Il racconto di viaggio di Enrico Gianoli dalla spedizione SOS Arctic 2024, del 28 maggio 2024. Osservatorio Artico è Media Partner ufficiale della spedizione.
N 71° 7′ 12.792″, W 45° 47′ 1.626″, Altitudine: 2457,52m. Qui la nostra posizione esatta!
Guidare la nostra barca a vela sul ghiaccio, come già accennato in precedenza, è un gioco di squadra. Il pilota, ruolo ricoperto a turno da ognuno di noi, è sempre affiancato da un co-pilota. Quest’ultimo, con il GPS alla mano, deve essere pronto a “cantare” la direzione (il rumbo, per dirlo alla spagnola): “356..359..004”, e la velocità: “10km/h…15 km/h”.
In questo modo il pilota è in grado di correggere la navigazione. Se si va troppo veloci, il team che sta riposando in tenda non riuscirà né a dormire né a mangiare. Mentre uno sbaglio anche di pochi gradi, se protratto troppo a lungo, potrebbe compromettere l’intera spedizione.
Arrivando ieri alla latitudine di Ilulissat, ad esempio, siamo dovuti stare attenti a mantenerci ben lontani dalla costa. I crepacci di quella zona, infatti, si estendono fino a un centinaio di chilometri verso l’interno: un’area assolutamente da evitare.
Guidare una slitta di tali dimensioni – quasi 20 metri di lunghezza per 3000 kg di peso complessivo – con il semplice uso di quello che di fatto è un grande aquilone, ha qualcosa di fiabesco. Ci sono però tecniche precise da seguire per andare avanti. I kites, di varie dimensioni per adattarsi alle diverse intensità del vento, vanno dai 3 metri quadrati fino a una mastodontica dimensione di 150 metri quadri.
Scelto il kite più adatto, questo viene collegato al Windsled tramite delle corde di 250 metri. Il volante della nostra slitta, invece, consiste in due semplici manopole collegate alle corde del kite.

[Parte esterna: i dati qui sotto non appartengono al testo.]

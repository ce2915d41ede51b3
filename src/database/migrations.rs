//! Schema migrations for the collection database.
//!
//! Uses a `schema_version` table to track which migrations have been applied.
//! Each migration runs exactly once and is recorded with a timestamp.

use rusqlite::Connection;

/// Current schema version. Bump this when adding a new migration.
pub const CURRENT_SCHEMA_VERSION: i32 = 1;

/// Returns the current schema version from the database (0 if none applied).
pub fn get_schema_version(conn: &Connection) -> i32 {
    conn.query_row(
        "SELECT COALESCE(MAX(version), 0) FROM schema_version",
        [],
        |row| row.get(0),
    )
    .unwrap_or(0)
}

/// Runs all pending schema migrations against the provided connection.
///
/// Safe to call on every startup.
pub fn run_all(conn: &Connection) -> Result<(), rusqlite::Error> {
    conn.execute_batch(
        "PRAGMA journal_mode = WAL;
         CREATE TABLE IF NOT EXISTS schema_version (
             version INTEGER PRIMARY KEY,
             applied_at INTEGER NOT NULL,
             description TEXT NOT NULL
         );",
    )?;

    let current = get_schema_version(conn);

    if current < 1 {
        migration_v1(conn)?;
        record_version(conn, 1, "Key-value store for collection lists")?;
    }

    Ok(())
}

fn record_version(conn: &Connection, version: i32, description: &str) -> Result<(), rusqlite::Error> {
    let now = chrono::Utc::now().timestamp();
    conn.execute(
        "INSERT OR IGNORE INTO schema_version (version, applied_at, description) VALUES (?1, ?2, ?3)",
        rusqlite::params![version, now, description],
    )?;
    Ok(())
}

/// V1: one row per persisted blob, value stored as JSON text.
fn migration_v1(conn: &Connection) -> Result<(), rusqlite::Error> {
    conn.execute_batch(
        "
        CREATE TABLE IF NOT EXISTS kv_store (
            key TEXT PRIMARY KEY,
            value TEXT NOT NULL,
            updated_at INTEGER NOT NULL
        );
        ",
    )
}
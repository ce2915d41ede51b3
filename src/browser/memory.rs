//! In-memory window registry implementing [`TabSource`].
//!
//! The RPC host mirrors its real window into this registry with
//! [`InMemoryBrowser::sync_current_window`] and reads back the windows the
//! store asked to open via [`InMemoryBrowser::windows`].

use std::sync::{Mutex, MutexGuard};

use async_trait::async_trait;

use super::TabSource;
use crate::types::collection::Tab;
use crate::types::errors::BrowserError;
use crate::types::window::{WindowHandle, WindowSnapshot};

/// URL given to the single tab of an empty window.
pub const EMPTY_WINDOW_URL: &str = "about:blank";

struct Window {
    handle: WindowHandle,
    tabs: Vec<Tab>,
}

#[derive(Default)]
struct BrowserState {
    windows: Vec<Window>,
    focused: Option<WindowHandle>,
    next_handle: u64,
}

impl BrowserState {
    fn add_window(&mut self, tabs: Vec<Tab>) -> WindowHandle {
        self.next_handle += 1;
        let handle = WindowHandle(self.next_handle);
        self.windows.push(Window { handle, tabs });
        self.focused = Some(handle);
        handle
    }

    fn position(&self, handle: WindowHandle) -> Option<usize> {
        self.windows.iter().position(|w| w.handle == handle)
    }
}

/// Window registry with a single focused ("current") window.
#[derive(Default)]
pub struct InMemoryBrowser {
    state: Mutex<BrowserState>,
}

impl InMemoryBrowser {
    pub fn new() -> Self {
        Self::default()
    }

    /// Creates a browser with one focused window holding `tabs`.
    pub fn with_window(tabs: Vec<Tab>) -> Self {
        let browser = Self::new();
        if let Ok(mut state) = browser.state.lock() {
            state.add_window(tabs);
        }
        browser
    }

    fn lock(&self) -> Result<MutexGuard<'_, BrowserState>, BrowserError> {
        self.state
            .lock()
            .map_err(|e| BrowserError::Unavailable(e.to_string()))
    }

    /// Replaces the tabs of the focused window, opening one if none exists.
    pub fn sync_current_window(&self, tabs: Vec<Tab>) -> Result<WindowHandle, BrowserError> {
        let mut state = self.lock()?;
        let focused = state.focused.and_then(|h| state.position(h));
        match focused {
            Some(idx) => {
                state.windows[idx].tabs = tabs;
                Ok(state.windows[idx].handle)
            }
            None => Ok(state.add_window(tabs)),
        }
    }

    /// Makes `handle` the current window.
    pub fn focus(&self, handle: WindowHandle) -> Result<(), BrowserError> {
        let mut state = self.lock()?;
        if state.position(handle).is_none() {
            return Err(BrowserError::WindowNotFound(handle.0));
        }
        state.focused = Some(handle);
        Ok(())
    }

    /// Snapshot of all open windows in opening order.
    pub fn windows(&self) -> Vec<WindowSnapshot> {
        match self.state.lock() {
            Ok(state) => state
                .windows
                .iter()
                .map(|w| WindowSnapshot {
                    handle: w.handle,
                    focused: state.focused == Some(w.handle),
                    tabs: w.tabs.clone(),
                })
                .collect(),
            Err(_) => Vec::new(),
        }
    }

    pub fn window_count(&self) -> usize {
        self.state.lock().map(|s| s.windows.len()).unwrap_or(0)
    }
}

#[async_trait]
impl TabSource for InMemoryBrowser {
    async fn current_window(&self) -> Result<WindowHandle, BrowserError> {
        self.lock()?.focused.ok_or(BrowserError::NoWindow)
    }

    async fn list_current_window_tabs(&self) -> Result<Vec<Tab>, BrowserError> {
        let state = self.lock()?;
        let idx = state
            .focused
            .and_then(|h| state.position(h))
            .ok_or(BrowserError::NoWindow)?;
        Ok(state.windows[idx].tabs.clone())
    }

    async fn open_window(&self, urls: &[String]) -> Result<WindowHandle, BrowserError> {
        let tabs = urls.iter().map(|u| Tab::new(u.as_str(), u.as_str())).collect();
        Ok(self.lock()?.add_window(tabs))
    }

    async fn open_empty_window(&self) -> Result<WindowHandle, BrowserError> {
        Ok(self.lock()?.add_window(vec![Tab::new(EMPTY_WINDOW_URL, "New Tab")]))
    }

    async fn close_window(&self, handle: WindowHandle) -> Result<(), BrowserError> {
        let mut state = self.lock()?;
        let idx = state
            .position(handle)
            .ok_or(BrowserError::WindowNotFound(handle.0))?;
        state.windows.remove(idx);

        // Focus falls back to the most recently opened remaining window
        if state.focused == Some(handle) {
            state.focused = state.windows.last().map(|w| w.handle);
        }
        Ok(())
    }
}
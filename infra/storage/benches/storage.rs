use bytes::Bytes;
use criterion::{BenchmarkId, Criterion, Throughput, criterion_group, criterion_main};
use futures::stream;
use std::hint::black_box;
use std::time::Duration;
use stow_storage::{Storage, sanitize};
use tempfile::TempDir;

// ============================================================================
// Benchmark: Filename Sanitization
// ============================================================================

fn bench_sanitize(c: &mut Criterion) {
    let mut group = c.benchmark_group("sanitize");

    let long = format!("{}.png", "long name ".repeat(40));
    let inputs = [
        ("plain", "photo.png"),
        ("traversal", "../../etc/../some/filename.png"),
        ("cyrillic", "супер пупер домумент.docx"),
        ("long", long.as_str()),
    ];

    for (name, raw) in inputs {
        group.bench_with_input(BenchmarkId::from_parameter(name), raw, |b, raw| {
            b.iter(|| black_box(sanitize(black_box(raw))));
        });
    }

    group.finish();
}

// ============================================================================
// Benchmark: Save Throughput
// ============================================================================

fn bench_save(c: &mut Criterion) {
    let mut group = c.benchmark_group("save");
    group.measurement_time(Duration::from_secs(10));

    let temp = TempDir::new().unwrap();
    let rt = tokio::runtime::Runtime::new().unwrap();
    let storage = rt.block_on(async {
        Storage::builder()
            .root(temp.path())
            .allowed_extensions(["bin"])
            .max_size(16 * 1024 * 1024)
            .connect()
            .await
            .unwrap()
    });

    let sizes = [("4KB", 4 * 1024), ("64KB", 64 * 1024), ("1MB", 1024 * 1024)];

    for (name, size) in sizes {
        let chunk = Bytes::from(vec![0xA5u8; 16 * 1024]);
        let chunk_count = size / chunk.len().min(size);
        let chunk = chunk.slice(..chunk.len().min(size));

        group.throughput(Throughput::Bytes(u64::try_from(size).unwrap_or(u64::MAX)));
        group.bench_function(BenchmarkId::new("stream", name), |b| {
            b.to_async(&rt).iter(|| {
                let storage = storage.clone();
                let body = stream::iter(
                    std::iter::repeat_n(chunk.clone(), chunk_count).map(Ok::<_, std::io::Error>),
                );
                async move {
                    let saved = storage.save("payload.bin", body).await.unwrap();
                    storage.delete(&saved.name).await.unwrap();
                }
            });
        });
    }

    group.finish();
}

criterion_group!(benches, bench_sanitize, bench_save);
criterion_main!(benches);
//! Exclusive claim of a fresh path under the storage root.

use crate::error::StorageError;
use crate::sanitize::SanitizedName;
use std::io;
use std::path::{Path, PathBuf};
use tokio::fs::{self, File, OpenOptions};
use tokio::io::AsyncWriteExt;
use tracing::{debug, warn};

/// Highest collision counter tried before allocation gives up.
pub const MAX_COLLISION_COUNTER: u16 = 255;

/// Claims `name.ext`, then `name-1.ext` up to `name-255.ext`, with an exclusive create.
///
/// Only an "already exists" failure moves on to the next candidate. Any other failure is
/// translated and returned immediately, leaving nothing on disk.
pub(crate) async fn allocate(
    root: &Path,
    sanitized: &SanitizedName,
) -> Result<AllocatedFile, StorageError> {
    ensure_safe(sanitized)?;

    for counter in 0..=MAX_COLLISION_COUNTER {
        let stored_name = candidate(sanitized, counter);
        let path = root.join(&stored_name);

        match OpenOptions::new().write(true).create_new(true).open(&path).await {
            Ok(file) => {
                debug!(name = %stored_name, counter, "Claimed upload target");
                return Ok(AllocatedFile { stored_name, path, file: Some(file), armed: true });
            },
            Err(err) if err.kind() == io::ErrorKind::AlreadyExists => {},
            Err(err) => {
                return Err(StorageError::from_io(
                    err,
                    format!("Failed to create upload target: {}", path.display()),
                ));
            },
        }
    }

    Err(StorageError::AllocationExhausted {
        message: format!("every candidate up to counter {MAX_COLLISION_COUNTER} is taken").into(),
        context: Some(sanitized.to_string().into()),
    })
}

fn candidate(sanitized: &SanitizedName, counter: u16) -> String {
    let (name, extension) = (sanitized.name(), sanitized.extension());
    match (counter, extension.is_empty()) {
        (0, true) => name.to_owned(),
        (0, false) => format!("{name}.{extension}"),
        (n, true) => format!("{name}-{n}"),
        (n, false) => format!("{name}-{n}.{extension}"),
    }
}

fn ensure_safe(sanitized: &SanitizedName) -> Result<(), StorageError> {
    let name_ok = !sanitized.name().is_empty() && is_safe_component(sanitized.name());
    let extension_ok = is_safe_component(sanitized.extension());

    if name_ok && extension_ok {
        Ok(())
    } else {
        Err(StorageError::InvalidFilename {
            message: "name may only contain [0-9a-z-_]".into(),
            context: Some(sanitized.to_string().into()),
        })
    }
}

fn is_safe_component(part: &str) -> bool {
    part.bytes().all(|b| b.is_ascii_lowercase() || b.is_ascii_digit() || b == b'-' || b == b'_')
}

/// Checks that a stored name is a single `[0-9a-z-_]+(\.[0-9a-z-_]+)?` path component.
pub(crate) fn validate_stored_name(stored_name: &str) -> Result<(), StorageError> {
    let valid = match stored_name.split_once('.') {
        Some((name, extension)) => {
            !name.is_empty()
                && !extension.is_empty()
                && is_safe_component(name)
                && is_safe_component(extension)
        },
        None => !stored_name.is_empty() && is_safe_component(stored_name),
    };

    if valid {
        Ok(())
    } else {
        Err(StorageError::InvalidFilename {
            message: "not a stored file name".into(),
            context: Some(stored_name.to_owned().into()),
        })
    }
}

/// A freshly created file exclusively owned by one in-flight save.
///
/// Unless [`AllocatedFile::commit`] is called the path is unlinked, either explicitly through
/// [`AllocatedFile::discard`] or on drop.
#[derive(Debug)]
pub(crate) struct AllocatedFile {
    stored_name: String,
    path: PathBuf,
    file: Option<File>,
    armed: bool,
}

impl AllocatedFile {
    pub(crate) fn stored_name(&self) -> &str {
        &self.stored_name
    }

    pub(crate) fn path(&self) -> &Path {
        &self.path
    }

    pub(crate) async fn write(&mut self, chunk: &[u8]) -> io::Result<()> {
        match self.file.as_mut() {
            Some(file) => file.write_all(chunk).await,
            None => Err(io::Error::new(io::ErrorKind::InvalidInput, "upload target already closed")),
        }
    }

    /// Flushes, fsyncs and closes the handle.
    pub(crate) async fn finish(&mut self) -> io::Result<()> {
        let Some(mut file) = self.file.take() else {
            return Ok(());
        };
        file.flush().await?;
        file.sync_all().await
    }

    /// Keeps the file on disk and hands back its stored name and path.
    pub(crate) fn commit(mut self) -> (String, PathBuf) {
        self.armed = false;
        (std::mem::take(&mut self.stored_name), std::mem::take(&mut self.path))
    }

    /// Closes the handle and removes the partial file.
    pub(crate) async fn discard(mut self) -> io::Result<()> {
        self.armed = false;
        drop(self.file.take());

        match fs::remove_file(&self.path).await {
            Ok(()) => Ok(()),
            Err(err) if err.kind() == io::ErrorKind::NotFound => Ok(()),
            Err(err) => Err(err),
        }
    }
}

impl Drop for AllocatedFile {
    fn drop(&mut self) {
        if !self.armed {
            return;
        }
        drop(self.file.take());

        // Runs on whatever thread drops the save future; there is no async drop to await on.
        match std::fs::remove_file(&self.path) {
            Ok(()) => debug!(path = %self.path.display(), "Removed abandoned upload"),
            Err(err) if err.kind() == io::ErrorKind::NotFound => {},
            Err(err) => {
                warn!(path = %self.path.display(), error = %err, "Failed to remove abandoned upload");
            },
        }
    }
}

#[cfg(test)]
mod tests {
    use super::*;
    use crate::error::StorageErrorKind;
    use crate::sanitize::sanitize;
    use tempfile::tempdir;

    #[test]
    fn candidates_follow_the_counter() {
        let photo = sanitize("photo.png");
        assert_eq!(candidate(&photo, 0), "photo.png");
        assert_eq!(candidate(&photo, 1), "photo-1.png");
        assert_eq!(candidate(&photo, 255), "photo-255.png");

        let readme = sanitize("README");
        assert_eq!(candidate(&readme, 0), "readme");
        assert_eq!(candidate(&readme, 7), "readme-7");
    }

    #[test]
    fn stored_names_are_single_components() {
        assert!(validate_stored_name("photo-1.png").is_ok());
        assert!(validate_stored_name("readme").is_ok());
        assert!(validate_stored_name("snake_case.txt").is_ok());

        for bad in ["", ".png", "photo.", "../photo.png", "a/b", "a.b.c", "Photo.png", "a b"] {
            let err = validate_stored_name(bad).expect_err(bad);
            assert_eq!(err.kind(), StorageErrorKind::InvalidFilename, "input: {bad:?}");
        }
    }

    #[tokio::test]
    async fn unsafe_names_fail_before_touching_disk() {
        let tmp = tempdir().expect("temp dir");
        let err = allocate(tmp.path(), &sanitize("..")).await.expect_err("empty name");

        assert_eq!(err.kind(), StorageErrorKind::InvalidFilename);
        assert_eq!(std::fs::read_dir(tmp.path()).expect("read dir").count(), 0);
    }

    #[tokio::test]
    async fn second_claim_gets_the_next_counter() {
        let tmp = tempdir().expect("temp dir");
        let sanitized = sanitize("notes.txt");

        let first = allocate(tmp.path(), &sanitized).await.expect("first claim");
        let second = allocate(tmp.path(), &sanitized).await.expect("second claim");

        assert_eq!(first.stored_name(), "notes.txt");
        assert_eq!(second.stored_name(), "notes-1.txt");

        first.commit();
        second.commit();
    }

    #[tokio::test]
    async fn dropping_an_uncommitted_file_removes_it() {
        let tmp = tempdir().expect("temp dir");
        let mut allocated = allocate(tmp.path(), &sanitize("draft.txt")).await.expect("claim");
        allocated.write(b"partial").await.expect("write");
        let path = allocated.path().to_path_buf();

        drop(allocated);
        assert!(!path.exists());
    }

    #[tokio::test]
    async fn commit_keeps_the_content() {
        let tmp = tempdir().expect("temp dir");
        let mut allocated = allocate(tmp.path(), &sanitize("kept.txt")).await.expect("claim");
        allocated.write(b"hello").await.expect("write");
        allocated.finish().await.expect("finish");

        let (name, path) = allocated.commit();
        assert_eq!(name, "kept.txt");
        assert_eq!(std::fs::read(path).expect("read back"), b"hello");
    }

    #[tokio::test]
    async fn discard_removes_the_path() {
        let tmp = tempdir().expect("temp dir");
        let allocated = allocate(tmp.path(), &sanitize("gone.txt")).await.expect("claim");
        let path = allocated.path().to_path_buf();

        allocated.discard().await.expect("discard");
        assert!(!path.exists());
    }

    #[tokio::test]
    async fn missing_root_is_internal() {
        let tmp = tempdir().expect("temp dir");
        let missing = tmp.path().join("nope");

        let err = allocate(&missing, &sanitize("a.txt")).await.expect_err("no root");
        assert_eq!(err.kind(), StorageErrorKind::Internal);
    }
}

Tramite una puleggia si può tirare la vela da una parte o dall’altra e, in tal modo, direzionarla.
A seconda delle correnti del vento si eseguono dei semplici ma precisi patterns che permettono di sfruttare la forza eolica adattandosi alle correnti presenti: Otto verticali, otto orizzontali o, se si è abbastanza fortunati e il kite sufficientemente grande, si può fissare la vela in un punto preciso del cielo e mantenerla semplicemente in posizione.
Il tempismo è tutto però: se si tarda anche di un solo secondo nel tirare il kite quando si dovrebbe, la spaventosa forza del vento lo porta a fare delle involuzioni su sé stesso che, se non corrette immediatamente, spesso a quattro braccia con il co-pilota, rendono la navigazione irrecuperabile.
Pertanto, bisogna essere profondamente concentrati sulla vela. Una pratica che, a lungo andare, diventa quasi meditativa, costringendo a riporre tutti i propri pensieri unicamente su quel triangolo nel cielo che ti vola di fronte: “Lo zen e l’arte della navigazione del Windsled“, commentavamo l’altro giorno descrivendo il processo di guida, in cui una breve distrazione può comportare la caduta del kite e una lunga pausa forzata.
In questo momento, la squadra si sta prendendo il riposo che si merita, ma questa notte isseremo di nuovo la vela. Fortunatamente abbiamo superato la pericolosa zona di Ilulissat e imboccato quella che ormai è stata denominata “l’autostrada del vento“.
Ogni giorno si presenta a noi un perfetto vento del Sud con intensità media tra i 20 e i 30 km/h. Improvvisamente, l’enorme Groenlandia è diventata piccola! In un paio di giorni, se tutto va secondo i piani, raggiungeremo il punto finale della spedizione, a circa 100 km dalla costa di Upernavik.